─── Dataset ───

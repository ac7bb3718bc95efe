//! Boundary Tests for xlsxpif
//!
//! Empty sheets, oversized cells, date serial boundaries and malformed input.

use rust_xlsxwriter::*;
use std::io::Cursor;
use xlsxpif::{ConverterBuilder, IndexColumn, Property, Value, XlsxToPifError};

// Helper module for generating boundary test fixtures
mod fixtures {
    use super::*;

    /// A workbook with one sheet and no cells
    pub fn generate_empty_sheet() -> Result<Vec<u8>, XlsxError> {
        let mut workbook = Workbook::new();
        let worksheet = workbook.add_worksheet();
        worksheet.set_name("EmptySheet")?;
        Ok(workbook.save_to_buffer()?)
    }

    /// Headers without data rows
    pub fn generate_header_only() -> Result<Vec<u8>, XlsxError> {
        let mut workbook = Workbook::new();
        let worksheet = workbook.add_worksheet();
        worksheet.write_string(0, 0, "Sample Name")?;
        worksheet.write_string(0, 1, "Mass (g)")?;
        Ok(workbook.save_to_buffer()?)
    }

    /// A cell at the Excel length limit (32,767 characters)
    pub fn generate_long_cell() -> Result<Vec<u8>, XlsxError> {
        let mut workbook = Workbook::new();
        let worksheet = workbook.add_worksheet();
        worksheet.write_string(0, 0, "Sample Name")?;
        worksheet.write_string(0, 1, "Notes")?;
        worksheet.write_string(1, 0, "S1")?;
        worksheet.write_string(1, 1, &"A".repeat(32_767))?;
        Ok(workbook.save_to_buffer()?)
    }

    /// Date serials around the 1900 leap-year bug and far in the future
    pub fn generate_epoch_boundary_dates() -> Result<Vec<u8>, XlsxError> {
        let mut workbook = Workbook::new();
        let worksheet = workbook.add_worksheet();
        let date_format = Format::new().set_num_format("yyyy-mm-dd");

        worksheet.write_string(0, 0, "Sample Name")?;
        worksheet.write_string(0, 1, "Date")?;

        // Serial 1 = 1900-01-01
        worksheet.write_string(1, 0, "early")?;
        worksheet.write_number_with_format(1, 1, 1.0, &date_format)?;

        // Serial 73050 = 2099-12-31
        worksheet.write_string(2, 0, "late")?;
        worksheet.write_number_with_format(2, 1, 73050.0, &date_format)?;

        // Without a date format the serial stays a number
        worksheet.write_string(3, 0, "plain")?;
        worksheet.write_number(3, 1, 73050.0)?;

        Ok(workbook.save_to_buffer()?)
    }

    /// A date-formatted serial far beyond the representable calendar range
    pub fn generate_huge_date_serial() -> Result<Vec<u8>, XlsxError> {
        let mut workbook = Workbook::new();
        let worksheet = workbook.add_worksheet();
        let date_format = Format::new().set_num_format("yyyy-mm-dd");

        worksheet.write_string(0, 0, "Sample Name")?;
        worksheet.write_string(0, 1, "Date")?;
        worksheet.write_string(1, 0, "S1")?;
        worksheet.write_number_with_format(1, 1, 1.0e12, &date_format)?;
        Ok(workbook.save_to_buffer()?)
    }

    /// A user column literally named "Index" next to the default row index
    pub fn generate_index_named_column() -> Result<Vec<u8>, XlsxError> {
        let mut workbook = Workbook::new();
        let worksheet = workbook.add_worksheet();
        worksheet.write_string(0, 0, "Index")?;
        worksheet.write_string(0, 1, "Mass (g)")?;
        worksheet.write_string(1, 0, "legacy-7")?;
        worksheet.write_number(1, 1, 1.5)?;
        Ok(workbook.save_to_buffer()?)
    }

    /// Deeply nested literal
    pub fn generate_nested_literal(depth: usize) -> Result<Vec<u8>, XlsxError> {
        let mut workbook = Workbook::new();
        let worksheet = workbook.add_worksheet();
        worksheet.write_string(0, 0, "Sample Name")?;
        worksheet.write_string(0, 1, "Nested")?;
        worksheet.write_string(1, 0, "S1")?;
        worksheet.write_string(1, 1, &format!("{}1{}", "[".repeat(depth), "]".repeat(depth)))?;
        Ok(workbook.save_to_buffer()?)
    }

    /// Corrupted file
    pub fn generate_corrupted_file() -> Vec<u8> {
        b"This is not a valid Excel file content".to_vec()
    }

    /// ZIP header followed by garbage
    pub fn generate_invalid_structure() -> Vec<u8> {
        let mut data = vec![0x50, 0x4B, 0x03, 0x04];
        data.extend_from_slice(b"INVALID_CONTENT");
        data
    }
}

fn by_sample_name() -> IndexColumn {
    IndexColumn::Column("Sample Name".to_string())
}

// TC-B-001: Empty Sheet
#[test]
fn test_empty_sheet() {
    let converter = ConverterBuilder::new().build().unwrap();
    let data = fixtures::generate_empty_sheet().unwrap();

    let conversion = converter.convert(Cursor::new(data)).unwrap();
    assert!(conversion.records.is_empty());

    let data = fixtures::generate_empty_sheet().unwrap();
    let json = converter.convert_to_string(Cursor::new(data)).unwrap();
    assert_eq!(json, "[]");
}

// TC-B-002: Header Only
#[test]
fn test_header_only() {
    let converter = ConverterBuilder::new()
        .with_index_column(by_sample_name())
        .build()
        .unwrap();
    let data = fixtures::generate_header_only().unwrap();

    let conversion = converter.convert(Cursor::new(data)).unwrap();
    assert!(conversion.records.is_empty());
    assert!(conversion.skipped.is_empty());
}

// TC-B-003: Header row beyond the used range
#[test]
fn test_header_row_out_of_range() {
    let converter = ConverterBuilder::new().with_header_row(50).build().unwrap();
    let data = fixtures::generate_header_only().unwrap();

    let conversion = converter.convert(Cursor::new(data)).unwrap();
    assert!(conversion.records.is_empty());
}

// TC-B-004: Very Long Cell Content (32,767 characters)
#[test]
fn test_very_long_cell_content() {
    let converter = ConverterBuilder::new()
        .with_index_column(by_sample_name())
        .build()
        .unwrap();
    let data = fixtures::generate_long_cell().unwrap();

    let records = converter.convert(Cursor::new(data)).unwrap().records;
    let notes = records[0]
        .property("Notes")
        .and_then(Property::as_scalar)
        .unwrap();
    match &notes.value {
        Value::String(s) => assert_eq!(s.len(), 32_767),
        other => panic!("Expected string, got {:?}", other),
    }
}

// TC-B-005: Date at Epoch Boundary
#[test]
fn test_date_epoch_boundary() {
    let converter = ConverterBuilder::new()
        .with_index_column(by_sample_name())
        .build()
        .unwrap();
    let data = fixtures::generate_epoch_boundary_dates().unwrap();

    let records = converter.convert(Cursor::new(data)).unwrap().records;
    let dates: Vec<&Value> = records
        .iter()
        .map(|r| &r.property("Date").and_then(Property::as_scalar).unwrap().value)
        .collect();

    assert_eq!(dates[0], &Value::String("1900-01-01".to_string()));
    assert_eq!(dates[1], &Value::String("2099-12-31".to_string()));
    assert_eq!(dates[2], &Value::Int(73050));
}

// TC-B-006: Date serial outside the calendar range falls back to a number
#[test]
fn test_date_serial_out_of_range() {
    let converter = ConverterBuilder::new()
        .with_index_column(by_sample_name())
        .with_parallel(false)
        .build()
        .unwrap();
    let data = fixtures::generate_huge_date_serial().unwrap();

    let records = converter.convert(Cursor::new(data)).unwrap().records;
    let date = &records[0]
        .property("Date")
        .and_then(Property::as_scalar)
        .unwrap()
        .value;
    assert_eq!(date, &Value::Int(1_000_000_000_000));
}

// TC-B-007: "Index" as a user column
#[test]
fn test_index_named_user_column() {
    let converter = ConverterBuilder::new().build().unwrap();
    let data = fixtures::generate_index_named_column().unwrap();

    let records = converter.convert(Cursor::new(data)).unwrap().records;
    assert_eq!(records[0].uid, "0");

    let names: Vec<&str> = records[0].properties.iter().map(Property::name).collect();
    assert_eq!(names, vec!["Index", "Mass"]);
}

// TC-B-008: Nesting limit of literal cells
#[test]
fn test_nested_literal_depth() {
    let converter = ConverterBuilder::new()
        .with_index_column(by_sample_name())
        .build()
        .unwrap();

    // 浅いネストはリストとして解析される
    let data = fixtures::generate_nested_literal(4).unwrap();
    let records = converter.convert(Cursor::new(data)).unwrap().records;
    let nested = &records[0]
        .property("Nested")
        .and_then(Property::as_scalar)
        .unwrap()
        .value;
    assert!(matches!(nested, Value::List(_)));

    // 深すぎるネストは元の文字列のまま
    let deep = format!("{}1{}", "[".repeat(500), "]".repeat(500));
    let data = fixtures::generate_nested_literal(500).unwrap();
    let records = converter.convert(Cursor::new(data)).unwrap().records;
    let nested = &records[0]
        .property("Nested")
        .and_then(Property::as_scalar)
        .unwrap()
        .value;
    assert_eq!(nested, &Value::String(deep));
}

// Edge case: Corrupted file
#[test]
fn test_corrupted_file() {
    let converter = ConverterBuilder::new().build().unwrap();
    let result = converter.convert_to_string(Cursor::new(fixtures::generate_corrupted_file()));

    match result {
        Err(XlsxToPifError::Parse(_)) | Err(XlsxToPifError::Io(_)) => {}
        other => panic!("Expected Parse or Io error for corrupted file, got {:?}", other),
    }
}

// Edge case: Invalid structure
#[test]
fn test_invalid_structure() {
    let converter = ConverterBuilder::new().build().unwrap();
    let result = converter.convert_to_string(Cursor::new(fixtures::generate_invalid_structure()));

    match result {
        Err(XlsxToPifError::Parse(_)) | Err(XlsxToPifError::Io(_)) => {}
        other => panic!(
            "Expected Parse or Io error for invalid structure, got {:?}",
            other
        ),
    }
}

───

Each line above with the string "Edge" should be reported in full.

*Solution*
// Edge case: Corrupted file
// Edge case: Invalid structure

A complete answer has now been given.